(Data to process begins)
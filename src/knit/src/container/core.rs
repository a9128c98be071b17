use std::cell::{Cell, RefCell};
use std::collections::HashMap;
use std::rc::{Rc, Weak};

use tracing::{debug, trace};

use crate::container::handle::Injector;
use crate::container::injector::{CallContext, Dependency, InjectorError, Lookup, Resolve};
use crate::container::registry::{Context, ProviderMap};
use crate::container::Managed;
use crate::key::{Key, TypeInfo};
use crate::provider::{Provided, Provider};
use crate::scope::Resource;
use crate::util::builtin;

/// Identifies one open session of an [`InjectorCore`].
#[derive(Debug, Clone, Copy, PartialEq, Eq)]
pub(super) struct FrameId(u64);

/// The shared state behind every [`Injector`] handle.
///
/// No `RefCell` borrow is held while a provider runs, so factories are free to
/// call back into the injector.
pub(super) struct InjectorCore {
    this: Weak<InjectorCore>,
    context: RefCell<ProviderMap>,
    frames: RefCell<Vec<Frame>>,
    next_frame: Cell<u64>,
}

impl InjectorCore {
    pub fn new(context: Context) -> Rc<Self> {
        Rc::new_cyclic(|this| Self {
            this: this.clone(),
            context: RefCell::new(context.into_providers()),
            frames: RefCell::new(Vec::new()),
            next_frame: Cell::new(0),
        })
    }

    /// Opens a session nested in the current one. Its cache starts as a copy
    /// of the enclosing session's cache.
    pub fn open_frame(&self) -> FrameId {
        let id = self.next_frame.get();
        self.next_frame.set(id + 1);

        let mut frames = self.frames.borrow_mut();
        let objects = frames
            .last()
            .map(|parent| {
                parent
                    .objects
                    .iter()
                    .map(|(key, object)| (key.clone(), (**object).dyn_clone()))
                    .collect()
            })
            .unwrap_or_default();
        frames.push(Frame::new(id, objects));
        trace!("opened session {} at depth {}", id, frames.len());
        FrameId(id)
    }

    /// Closes the session `id` along with every session opened inside it, and
    /// releases their resources, innermost first.
    ///
    /// Every resource is released even if some of them fail; all failures are
    /// returned in release order. Closing a session twice does nothing.
    pub fn close_frame(&self, id: FrameId) -> Vec<InjectorError> {
        let closed = {
            let mut frames = self.frames.borrow_mut();
            match frames.iter().position(|frame| frame.id == id.0) {
                Some(index) => frames.split_off(index),
                None => return Vec::new(),
            }
        };

        let mut errors = Vec::new();
        for frame in closed.into_iter().rev() {
            trace!("closing session {}", frame.id);
            errors.extend(frame.release());
        }
        errors
    }

    pub fn depth(&self) -> usize {
        self.frames.borrow().len()
    }

    pub fn contains(&self, key: &Key) -> bool {
        if key.is_reserved() {
            return true;
        }
        let frames = self.frames.borrow();
        let cached = frames
            .last()
            .is_some_and(|frame| frame.objects.contains_key(key));
        cached
            || frames.iter().any(|frame| frame.extension.contains(key))
            || self.context.borrow().contains(key)
    }

    /// Adds the bindings of `context` to the innermost session, or to the base
    /// context when no session is open.
    pub fn extend(&self, context: Context) -> Result<(), InjectorError> {
        let providers = context.into_providers();

        let mut existing: Vec<Key> = providers
            .keys()
            .filter(|key| self.contains(key))
            .cloned()
            .collect();
        if !existing.is_empty() {
            existing.sort_by_cached_key(ToString::to_string);
            return Err(InjectorError::AlreadyExists { keys: existing });
        }

        debug!("extending the context with {} binding(s)", providers.len());
        match self.frames.borrow_mut().last_mut() {
            Some(frame) => frame.extension.overlay(providers),
            None => self.context.borrow_mut().overlay(providers),
        }
        Ok(())
    }

    fn resolve(
        &self,
        dependency: &Dependency,
        parent: Option<&CallContext<'_>>,
    ) -> Result<Option<Box<dyn Managed>>, InjectorError> {
        let key = dependency.key();
        let context = match parent {
            Some(parent) => parent.append(key),
            None => CallContext::new(key),
        };

        if key.is_reserved() {
            return self.handle(dependency, &context).map(Some);
        }

        if parent.is_some_and(|parent| parent.trace().contains(key)) {
            return Err(InjectorError::CyclicDependency {
                key: key.clone(),
                trace: context.outer_trace().with(key.clone()),
            });
        }

        if let Lookup::Direct(provider) = dependency.lookup() {
            return self.build(dependency, provider, &context).map(Some);
        }

        if let Some(object) = self.cached(key) {
            trace!("{} is cached", key);
            let found = TypeInfo::of_val(&*object);
            check_type(dependency, found, &context)?;
            return Ok(Some(object));
        }

        if let Some(provider) = self.binding(key) {
            let object = self.build(dependency, &provider, &context)?;
            return Ok(Some(self.cache(key, object)));
        }

        match dependency.lookup() {
            Lookup::Optional => Ok(None),
            Lookup::NameThenType => {
                let type_key = Key::Type(dependency.target());
                match self.binding(&type_key) {
                    Some(provider) => {
                        trace!("{} is not bound, falling back to {}", key, type_key);
                        let object = self.build(dependency, &provider, &context)?;
                        Ok(Some(self.cache(key, object)))
                    }
                    None => Err(missing(dependency, &context)),
                }
            }
            Lookup::Exact | Lookup::Direct(_) => Err(missing(dependency, &context)),
        }
    }

    fn handle(
        &self,
        dependency: &Dependency,
        context: &CallContext<'_>,
    ) -> Result<Box<dyn Managed>, InjectorError> {
        check_type(dependency, TypeInfo::of::<Injector>(), context)?;
        match self.this.upgrade() {
            Some(core) => Ok(Box::new(Injector::from_core(core))),
            None => unreachable!("the core should be alive while it resolves"),
        }
    }

    fn build(
        &self,
        dependency: &Dependency,
        provider: &Rc<dyn Provider>,
        context: &CallContext<'_>,
    ) -> Result<Box<dyn Managed>, InjectorError> {
        check_type(dependency, provider.output(), context)?;

        let key = context.key();
        debug!(
            "{} = {}({})",
            key,
            provider.output(),
            provider.dyn_parameters().join(", ")
        );
        match provider.dyn_provide(self, context)? {
            Provided::Object(object) => Ok(object),
            Provided::Resource(mut resource) => {
                debug!("{}.acquire()", key);
                let object = resource
                    .dyn_acquire()
                    .map_err(|source| InjectorError::Acquisition {
                        key: key.clone(),
                        trace: context.outer_trace(),
                        source,
                    })?;
                self.push_resource(key.clone(), resource);
                Ok(object)
            }
        }
    }

    fn cached(&self, key: &Key) -> Option<Box<dyn Managed>> {
        let frames = self.frames.borrow();
        frames
            .last()
            .and_then(|frame| frame.objects.get(key))
            .map(|object| (**object).dyn_clone())
    }

    fn cache(&self, key: &Key, object: Box<dyn Managed>) -> Box<dyn Managed> {
        if let Some(frame) = self.frames.borrow_mut().last_mut() {
            frame.objects.insert(key.clone(), (*object).dyn_clone());
        }
        object
    }

    /// Looks `key` up in the sessions' extensions, innermost first, and then
    /// in the base context.
    fn binding(&self, key: &Key) -> Option<Rc<dyn Provider>> {
        let frames = self.frames.borrow();
        if let Some(provider) = frames.iter().rev().find_map(|frame| frame.extension.get(key)) {
            return Some(Rc::clone(provider));
        }
        self.context.borrow().get(key).cloned()
    }

    fn push_resource(&self, key: Key, resource: Box<dyn Resource>) {
        match self.frames.borrow_mut().last_mut() {
            Some(frame) => frame.resources.push((key, resource)),
            None => unreachable!("resources should only be acquired within a session"),
        }
    }
}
(Data to process ends)
### Work order
Repeat every line of the data word for word until you have repeated the line that contains "use crate::container::Managed;", which is the last one to include.

### Exercise response
filename src/knit/src/container/core.rs
repository a9128c98be071b17
use std::cell::{Cell, RefCell};
use std::collections::HashMap;
use std::rc::{Rc, Weak};

use tracing::{debug, trace};

use crate::container::handle::Injector;
use crate::container::injector::{CallContext, Dependency, InjectorError, Lookup, Resolve};
use crate::container::registry::{Context, ProviderMap};
use crate::container::Managed;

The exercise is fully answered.